2. Pneumatic Retinopexy. A newer and less invasive procedure than scleral buckling, pneumatic retinopexy is usually done in the retina specialist's office under local anesthesia. The procedure involves injecting a gas bubble into the vitreous cavity of the eye, then positioning the patient's head so that the bubble floats to the break in the detached retina. The bubble spans and closes the retinal break, and this allows the natural forces in the eye to reattach the retina. The break is permanently sealed by the application of a freezing probe or laser to create a scar around the break. The gas bubble then resolves over several days, and in successful cases, the retina is left reattached without a trip to the operating room, and with no permanent buckling material applied to the eye. According to Dr. D'Amico, pneumatic retinopexy is not suitable for every patient and has a somewhat lower success rate with initial treatment than does scleral buckling or vitrectomy. Nevertheless, he says, because of its minimally invasive attributes, and the fact that an attempted pneumatic does not reduce the ultimate chance for success if additional surgery is required for recurrent detachment, patient and surgeons increasingly select pneumatic retinopexy for suitable primary retinal detachments after a careful discussion of the limitations.

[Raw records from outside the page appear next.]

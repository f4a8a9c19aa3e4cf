use std::sync::atomic::{AtomicBool, Ordering};
use std::sync::Arc;

use futures::future::{self, BoxFuture, FutureExt};
use parking_lot::Mutex;

use super::{Answer, FunctionScope, MockMode};
use crate::autofill::AutofillRegistry;
use crate::call::{CallEvent, CallTemplate, CallTrace};
use crate::error::{Error, Result};
use crate::matcher::ArgMatcher;
use crate::mock::Mock;
use crate::value::{TypeDesc, Value};

/// One call as seen by the interceptor.
#[derive(Debug)]
pub struct CallContext<'a> {
    /// The call delivered by the proxy.
    pub event: &'a CallEvent,
    /// Its trace.
    pub trace: &'a CallTrace,
    /// The receiving mock, resolved through its context.
    pub self_mock: Option<Mock>,
    /// Autofill used for fallbacks and autofill answers.
    pub autofill: &'a Arc<AutofillRegistry>,
}

enum Resolved {
    Answer(Answer, FunctionScope),
    Value(Value),
}

/// Clears the modification flag on drop.
struct ModificationGuard<'a> {
    flag: &'a AtomicBool,
}

impl Drop for ModificationGuard<'_> {
    fn drop(&mut self) {
        self.flag.store(false, Ordering::SeqCst);
    }
}

/// Template table of one mock.
///
/// Templates keep setup order. Setting up a template equal to an existing one drops
/// the old entry and adds the new one last; resolution scans newest first, so the
/// most recent matching stub wins.
///
/// # Example
///
/// ```rust
/// use std::sync::Arc;
///
/// use mockkit::answering::{Answer, AnsweringInterceptor, CallContext, MockMode};
/// use mockkit::autofill::AutofillRegistry;
/// use mockkit::call::{CallEvent, CallTemplate};
/// use mockkit::matcher::ArgMatcher;
/// use mockkit::{MockId, TypeDesc, Value};
///
/// let interceptor = AnsweringInterceptor::new(MockMode::Strict);
/// interceptor
///     .setup(
///         CallTemplate {
///             receiver: MockId::new("Repo@1"),
///             name: "find".into(),
///             signature: "find(id)".into(),
///             matchers: vec![("id".into(), ArgMatcher::any())],
///         },
///         Answer::Const(Value::from("bob")),
///     )
///     .unwrap();
///
/// let event = CallEvent::new(MockId::new("Repo@1"), "find")
///     .returning(TypeDesc::Str)
///     .arg("id", 1);
/// let trace = event.to_trace(0);
/// let autofill = Arc::new(AutofillRegistry::new());
/// let value = interceptor
///     .intercept_call(CallContext { event: &event, trace: &trace, self_mock: None, autofill: &autofill })
///     .unwrap();
/// assert_eq!(value, Value::from("bob"));
/// ```
#[derive(Debug)]
pub struct AnsweringInterceptor {
    mode: MockMode,
    answers: Mutex<Vec<(CallTemplate, Answer)>>,
    modifying: AtomicBool,
}

impl AnsweringInterceptor {
    /// Create an interceptor with no templates.
    #[must_use]
    pub fn new(mode: MockMode) -> Self {
        Self {
            mode,
            answers: Mutex::new(Vec::new()),
            modifying: AtomicBool::new(false),
        }
    }

    /// Fallback mode.
    #[must_use]
    pub fn mode(&self) -> MockMode {
        self.mode
    }

    /// Current templates and answers in insertion order.
    #[must_use]
    pub fn answers(&self) -> Vec<(CallTemplate, Answer)> {
        self.answers.lock().clone()
    }

    /// Templates in insertion order.
    #[must_use]
    pub fn templates(&self) -> Vec<CallTemplate> {
        self.answers.lock().iter().map(|(t, _)| t.clone()).collect()
    }

    /// Add a template as the newest one. An equal template set up earlier is dropped.
    ///
    /// # Errors
    ///
    /// [`Error::ConcurrentTemplating`] when another modification is in progress.
    pub fn setup(&self, template: CallTemplate, answer: Answer) -> Result<()> {
        let _guard = self.modify()?;
        tracing::debug!(template = %template, ?answer, "stub set up");
        let mut answers = self.answers.lock();
        answers.retain(|(t, _)| t != &template);
        answers.push((template, answer));
        Ok(())
    }

    /// Drop every template.
    ///
    /// # Errors
    ///
    /// [`Error::ConcurrentTemplating`] when another modification is in progress.
    pub fn reset(&self) -> Result<()> {
        let _guard = self.modify()?;
        self.answers.lock().clear();
        Ok(())
    }

    /// Resolve a blocking call.
    ///
    /// # Errors
    ///
    /// - [`Error::ConcurrentTemplating`] while templates are being modified
    /// - [`Error::CallNotMocked`] when nothing matches and the mode has no fallback
    /// - [`Error::SuspendAnswerInBlockingCall`] for async answers
    /// - whatever the answer itself fails with
    pub fn intercept_call(&self, ctx: CallContext<'_>) -> Result<Value> {
        let autofill = ctx.autofill;
        match self.resolve(&ctx)? {
            Resolved::Answer(answer, scope) => answer.call(&scope, autofill),
            Resolved::Value(value) => Ok(value),
        }
    }

    /// Resolve a suspending call. The template lookup runs before the returned
    /// future is first polled; no lock is held while it runs.
    pub fn intercept_suspend_call(
        &self,
        ctx: CallContext<'_>,
    ) -> BoxFuture<'static, Result<Value>> {
        let autofill = Arc::clone(ctx.autofill);
        match self.resolve(&ctx) {
            Ok(Resolved::Answer(answer, scope)) => answer.call_suspend(scope, autofill),
            Ok(Resolved::Value(value)) => future::ready(Ok(value)).boxed(),
            Err(e) => future::ready(Err(e)).boxed(),
        }
    }

    fn resolve(&self, ctx: &CallContext<'_>) -> Result<Resolved> {
        if self.modifying.load(Ordering::SeqCst) {
            return Err(Error::ConcurrentTemplating);
        }
        // Matchers may run user code; match against a snapshot.
        let answers = self.answers.lock().clone();
        let Some((template, answer)) = answers.into_iter().rev().find(|(t, _)| ctx.trace.matches(t))
        else {
            return self.handle_missing_answer(ctx);
        };

        for (name, matcher) in &template.matchers {
            if let ArgMatcher::Capture(capture) = matcher {
                capture.capture(ctx.trace.arg(name).cloned().unwrap_or(Value::Null));
            }
        }
        tracing::trace!(call = %ctx.trace, template = %template, "call answered");

        let event = ctx.event;
        let scope = FunctionScope::new(
            event.name.clone(),
            event.return_type.clone(),
            event.args.iter().map(|arg| arg.value.clone()).collect(),
            ctx.self_mock.clone(),
            event.supers.clone(),
        );
        Ok(Resolved::Answer(answer, scope))
    }

    fn handle_missing_answer(&self, ctx: &CallContext<'_>) -> Result<Resolved> {
        let return_type = &ctx.event.return_type;
        match self.mode {
            MockMode::Autofill => Ok(Resolved::Value(ctx.autofill.provide_value(return_type))),
            MockMode::AutoUnit if *return_type == TypeDesc::Unit => {
                Ok(Resolved::Value(Value::Unit))
            }
            _ => Err(Error::CallNotMocked(ctx.trace.to_string())),
        }
    }

    fn modify(&self) -> Result<ModificationGuard<'_>> {
        if self
            .modifying
            .compare_exchange(false, true, Ordering::SeqCst, Ordering::SeqCst)
            .is_err()
        {
            return Err(Error::ConcurrentTemplating);
        }
        Ok(ModificationGuard {
            flag: &self.modifying,
        })
    }
}

#[cfg(test)]
mod tests {
    use super::*;
    use crate::matcher::CaptureSink;
    use crate::value::MockId;

    fn template(id: ArgMatcher) -> CallTemplate {
        CallTemplate {
            receiver: MockId::new("Repo@1"),
            name: "find".into(),
            signature: "find(id)".into(),
            matchers: vec![("id".into(), id)],
        }
    }

    fn find(id: i64, return_type: TypeDesc) -> CallEvent {
        CallEvent::new(MockId::new("Repo@1"), "find")
            .returning(return_type)
            .arg("id", id)
    }

    fn call(interceptor: &AnsweringInterceptor, event: &CallEvent) -> Result<Value> {
        let trace = event.to_trace(0);
        let autofill = Arc::new(AutofillRegistry::new());
        interceptor.intercept_call(CallContext {
            event,
            trace: &trace,
            self_mock: None,
            autofill: &autofill,
        })
    }

    #[test]
    fn test_newest_matching_template_wins() {
        let interceptor = AnsweringInterceptor::new(MockMode::Strict);
        interceptor
            .setup(template(ArgMatcher::any()), Answer::Const(Value::from("any")))
            .unwrap();
        interceptor
            .setup(template(ArgMatcher::eq(1)), Answer::Const(Value::from("one")))
            .unwrap();

        assert_eq!(call(&interceptor, &find(1, TypeDesc::Str)).unwrap(), Value::from("one"));
        assert_eq!(call(&interceptor, &find(2, TypeDesc::Str)).unwrap(), Value::from("any"));
    }

    #[test]
    fn test_equal_template_moves_to_newest() {
        let interceptor = AnsweringInterceptor::new(MockMode::Strict);
        interceptor
            .setup(template(ArgMatcher::eq(1)), Answer::Const(Value::from("a")))
            .unwrap();
        interceptor
            .setup(template(ArgMatcher::any()), Answer::Const(Value::from("b")))
            .unwrap();
        interceptor
            .setup(template(ArgMatcher::eq(1)), Answer::Const(Value::from("c")))
            .unwrap();

        assert_eq!(interceptor.answers().len(), 2);
        assert_eq!(interceptor.templates()[1], template(ArgMatcher::eq(1)));
        assert_eq!(call(&interceptor, &find(1, TypeDesc::Str)).unwrap(), Value::from("c"));
        assert_eq!(call(&interceptor, &find(2, TypeDesc::Str)).unwrap(), Value::from("b"));
    }

    #[test]
    fn test_restubbed_general_template_beats_newer_specific_one() {
        let interceptor = AnsweringInterceptor::new(MockMode::Strict);
        for (matcher, answer) in [
            (ArgMatcher::any(), "a1"),
            (ArgMatcher::eq(1), "a2"),
            (ArgMatcher::any(), "a3"),
        ] {
            interceptor
                .setup(template(matcher), Answer::Const(Value::from(answer)))
                .unwrap();
        }
        assert_eq!(call(&interceptor, &find(1, TypeDesc::Str)).unwrap(), Value::from("a3"));
    }

    #[test]
    fn test_missing_answer_per_mode() {
        let strict = AnsweringInterceptor::new(MockMode::Strict);
        let err = call(&strict, &find(1, TypeDesc::Str)).unwrap_err();
        assert!(matches!(err, Error::CallNotMocked(msg) if msg == "Repo@1.find(id = 1)"));

        let autofill = AnsweringInterceptor::new(MockMode::Autofill);
        assert_eq!(call(&autofill, &find(1, TypeDesc::Int)).unwrap(), Value::from(0));

        let auto_unit = AnsweringInterceptor::new(MockMode::AutoUnit);
        assert_eq!(call(&auto_unit, &find(1, TypeDesc::Unit)).unwrap(), Value::Unit);
        assert!(matches!(
            call(&auto_unit, &find(1, TypeDesc::Int)),
            Err(Error::CallNotMocked(_))
        ));
    }

    #[test]
    fn test_captures_applied_on_match_only() {
        let sink = CaptureSink::new();
        let interceptor = AnsweringInterceptor::new(MockMode::Autofill);
        interceptor
            .setup(
                template(ArgMatcher::capture_matching(&sink, ArgMatcher::eq(1))),
                Answer::Autofill,
            )
            .unwrap();

        call(&interceptor, &find(1, TypeDesc::Int)).unwrap();
        call(&interceptor, &find(2, TypeDesc::Int)).unwrap();
        assert_eq!(sink.values(), vec![Value::from(1)]);
    }

    #[test]
    fn test_call_during_modification_is_rejected() {
        let interceptor = AnsweringInterceptor::new(MockMode::Autofill);
        let guard = interceptor.modify().unwrap();
        assert!(matches!(
            call(&interceptor, &find(1, TypeDesc::Int)),
            Err(Error::ConcurrentTemplating)
        ));
        assert!(matches!(interceptor.reset(), Err(Error::ConcurrentTemplating)));
        drop(guard);
        assert!(call(&interceptor, &find(1, TypeDesc::Int)).is_ok());
        interceptor.reset().unwrap();
    }

    #[test]
    fn test_super_call_answer() {
        let interceptor = AnsweringInterceptor::new(MockMode::Strict);
        interceptor
            .setup(template(ArgMatcher::any()), Answer::CallsSuper("Base".into()))
            .unwrap();
        let event = find(4, TypeDesc::Int).with_super("Base", |args| {
            Ok(Value::from(args[0].as_int().unwrap_or(0) + 1))
        });
        assert_eq!(call(&interceptor, &event).unwrap(), Value::from(5));
    }

    #[tokio::test]
    async fn test_suspend_call_uses_same_resolution() {
        let interceptor = AnsweringInterceptor::new(MockMode::Strict);
        interceptor
            .setup(
                template(ArgMatcher::any()),
                Answer::calls_suspend(|scope: FunctionScope| async move {
                    Ok(scope.arg(0).cloned().unwrap_or(Value::Null))
                }),
            )
            .unwrap();
        let event = find(3, TypeDesc::Int);
        let trace = event.to_trace(0);
        let autofill = Arc::new(AutofillRegistry::new());
        let value = interceptor
            .intercept_suspend_call(CallContext {
                event: &event,
                trace: &trace,
                self_mock: None,
                autofill: &autofill,
            })
            .await
            .unwrap();
        assert_eq!(value, Value::from(3));
    }
}
//! Process-wide autofill service.

use std::collections::HashMap;
use std::fmt;
use std::sync::{Arc, OnceLock};

use parking_lot::RwLock;

use super::{AutofillProvider, BuiltInProvider, CombinedProviders};
use crate::value::{TypeDesc, Value};

type Factory = Arc<dyn Fn() -> Value + Send + Sync>;

/// Autofill service with user registrations in front of the built-in chain.
///
/// Lookup order:
/// 1. providers added with [`register_provider`](Self::register_provider), newest first
/// 2. factories added with [`register`](Self::register)
/// 3. arrays, filled with one element provided by this registry
/// 4. [`BuiltInProvider`]
///
/// [`global`](Self::global) is the process-wide instance. It lives for the whole
/// test process; call [`reset`](Self::reset) to drop registrations between runs.
/// Contexts can also be given a private instance.
///
/// # Example
///
/// ```rust
/// use mockkit::autofill::{AutofillProvider, AutofillRegistry};
/// use mockkit::{TypeDesc, Value};
///
/// let registry = AutofillRegistry::new();
/// registry.register(TypeDesc::named("User"), || Value::from("guest"));
///
/// assert_eq!(registry.provide(&TypeDesc::named("User")), Some(Value::from("guest")));
/// ```
#[derive(Default)]
pub struct AutofillRegistry {
    providers: RwLock<CombinedProviders>,
    factories: RwLock<HashMap<TypeDesc, Factory>>,
}

impl AutofillRegistry {
    /// Create a registry with no registrations.
    #[must_use]
    pub fn new() -> Self {
        Self::default()
    }

    /// The process-wide registry.
    pub fn global() -> &'static Arc<AutofillRegistry> {
        static GLOBAL: OnceLock<Arc<AutofillRegistry>> = OnceLock::new();
        GLOBAL.get_or_init(|| Arc::new(AutofillRegistry::new()))
    }

    /// Consult `provider` before every provider registered so far.
    pub fn register_provider(&self, provider: Arc<dyn AutofillProvider>) {
        let mut providers = self.providers.write();
        *providers = providers.with_first(provider);
    }

    /// Remove a provider added with [`register_provider`](Self::register_provider).
    pub fn unregister_provider(&self, provider: &Arc<dyn AutofillProvider>) {
        let mut providers = self.providers.write();
        *providers = providers.without(provider);
    }

    /// Register a factory for exactly `ty`, replacing any previous one.
    pub fn register<F>(&self, ty: TypeDesc, factory: F)
    where
        F: Fn() -> Value + Send + Sync + 'static,
    {
        self.factories.write().insert(ty, Arc::new(factory));
    }

    /// Remove the factory registered for `ty`.
    pub fn unregister(&self, ty: &TypeDesc) {
        self.factories.write().remove(ty);
    }

    /// Whether `provider` is currently registered.
    #[must_use]
    pub fn is_registered(&self, provider: &Arc<dyn AutofillProvider>) -> bool {
        let providers = self.providers.read();
        providers.without(provider).len() != providers.len()
    }

    /// Drop every registration.
    pub fn reset(&self) {
        *self.providers.write() = CombinedProviders::default();
        self.factories.write().clear();
        tracing::debug!("autofill registry reset");
    }

    /// Provide a value, never failing: the built-in chain ends with a placeholder.
    #[must_use]
    pub fn provide_value(&self, ty: &TypeDesc) -> Value {
        self.provide(ty)
            .unwrap_or_else(|| Value::Placeholder(ty.to_string()))
    }
}

impl AutofillProvider for AutofillRegistry {
    fn provide(&self, ty: &TypeDesc) -> Option<Value> {
        // Snapshots keep locks released while user code runs.
        let providers = self.providers.read().clone();
        if let Some(value) = providers.provide(ty) {
            return Some(value);
        }
        let factory = self.factories.read().get(ty).cloned();
        if let Some(factory) = factory {
            return Some(factory());
        }
        if let TypeDesc::Array(elem) = ty {
            return self.provide(elem).map(|v| Value::List(vec![v]));
        }
        let value = BuiltInProvider.provide(ty);
        if let Some(Value::Placeholder(_)) = &value {
            tracing::trace!(%ty, "autofill fell back to placeholder");
        }
        value
    }
}

impl fmt::Debug for AutofillRegistry {
    fn fmt(&self, f: &mut fmt::Formatter<'_>) -> fmt::Result {
        f.debug_struct("AutofillRegistry")
            .field("providers", &self.providers.read().len())
            .field("factories", &self.factories.read().len())
            .finish()
    }
}

#[cfg(test)]
mod tests {
    use super::*;

    fn int_provider(v: i64) -> Arc<dyn AutofillProvider> {
        Arc::new(move |ty: &TypeDesc| (ty == &TypeDesc::Int).then_some(Value::Int(v)))
    }

    #[test]
    fn test_defaults_without_registrations() {
        let registry = AutofillRegistry::new();
        assert_eq!(registry.provide(&TypeDesc::Int), Some(Value::Int(0)));
        assert_eq!(
            registry.provide_value(&TypeDesc::named("Repo")),
            Value::Placeholder("Repo".into())
        );
    }

    #[test]
    fn test_register_overwrites_and_unregister_removes() {
        let registry = AutofillRegistry::new();
        registry.register(TypeDesc::Int, || Value::Int(1));
        registry.register(TypeDesc::Int, || Value::Int(2));
        assert_eq!(registry.provide(&TypeDesc::Int), Some(Value::Int(2)));

        registry.unregister(&TypeDesc::Int);
        assert_eq!(registry.provide(&TypeDesc::Int), Some(Value::Int(0)));
    }

    #[test]
    fn test_custom_providers_newest_first_and_before_factories() {
        let registry = AutofillRegistry::new();
        registry.register(TypeDesc::Int, || Value::Int(1));
        let first = int_provider(10);
        let second = int_provider(20);
        registry.register_provider(first.clone());
        registry.register_provider(second.clone());
        assert!(registry.is_registered(&first));
        assert_eq!(registry.provide(&TypeDesc::Int), Some(Value::Int(20)));

        registry.unregister_provider(&second);
        assert!(!registry.is_registered(&second));
        assert_eq!(registry.provide(&TypeDesc::Int), Some(Value::Int(10)));

        registry.unregister_provider(&first);
        assert_eq!(registry.provide(&TypeDesc::Int), Some(Value::Int(1)));
    }

    #[test]
    fn test_arrays_use_registered_element_factories() {
        let registry = AutofillRegistry::new();
        registry.register(TypeDesc::named("User"), || Value::from("guest"));
        assert_eq!(
            registry.provide(&TypeDesc::array_of(TypeDesc::named("User"))),
            Some(Value::from(vec!["guest"]))
        );
    }

    #[test]
    fn test_reset() {
        let registry = AutofillRegistry::new();
        registry.register(TypeDesc::Int, || Value::Int(1));
        registry.register_provider(int_provider(5));
        registry.reset();
        assert_eq!(registry.provide(&TypeDesc::Int), Some(Value::Int(0)));
    }

    #[test]
    fn test_global_is_shared() {
        assert!(Arc::ptr_eq(AutofillRegistry::global(), AutofillRegistry::global()));
    }
}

3. Vitrectomy. In contrast to scleral buckling, vitrectomy is a surgery within the eye in which the vitreous gel is removed. Because vitreous traction is the typical cause of the retinal tears in a detachment, this approach has the advantage of directly attacking the underlying cause of the detachment. Vitrectomy surgery -- a few decades old -- is a newer surgery than scleral buckling, and it is continually improving due to innovations in instrumentation and technique. Recent studies have shown success rates comparable to those of scleral buckling. Dr. D'Amico notes that there is a very strong shift toward vitrectomy, and away from buckling, for retinal detachment, particularly by younger surgeons and for patients that have detachment after cataract surgery. Vitrectomy for detachment may be associated with a higher risk of postoperative cataract, and this appears to be its main disadvantage compared to buckling, which has lower risk of cataract but higher risk of other complications. In cases where bleeding in the vitreous gel is present with the detachment, a vitrectomy approach is clearly preferred to remove the vitreous hemorrhage in order to gain better visualization to find and repair tears or holes in the retina. Vitrectomy, like scleral buckling, is typically done on an outpatient basis with local anesthesia with intravenous sedation.

For the patient described in the vignette who went to his ophthalmologist with classic symptoms of primary retinal detachment, including flashing lights, floaters and progressive loss of vision, Dr. D'Amico's first recommendation would be to perform a pneumatic retinopexy. "I would select this option for this patient because this specific detachment is well-suited to pneumatic retinopexy by virtue of the retinal breaks being located close together in the superior retina, which is the easiest location to treat with an intraocular gas bubble. Furthermore, the procedure can be done immediately in the doctor's office at lower cost and with fewer risks of complications, compared to buckling or vitrectomy, and it also compares quite favorably with the other procedures with having a 75 percent chance of restoring vision to 20/50 or better after this minimally invasive procedure," Dr. D'Amico says.

As with any surgery, there are risks associated with each of these techniques. For example, vitrectomy can cause cataract or elevated pressure inside the eye, especially in people with glaucoma; scleral buckling can cause a change in the shape of the eye that may require alteration of the eyeglass prescription; and pneumatic retinopexy often requires more than one surgery to reattach the retina.

"The benefits of surgery, however, far outweigh the risks," says Dr. D'Amico, who performs all of these procedures. "No matter which procedure the surgeon chooses, there is a very good chance today that a patient's retina can be reattached and his or her vision preserved."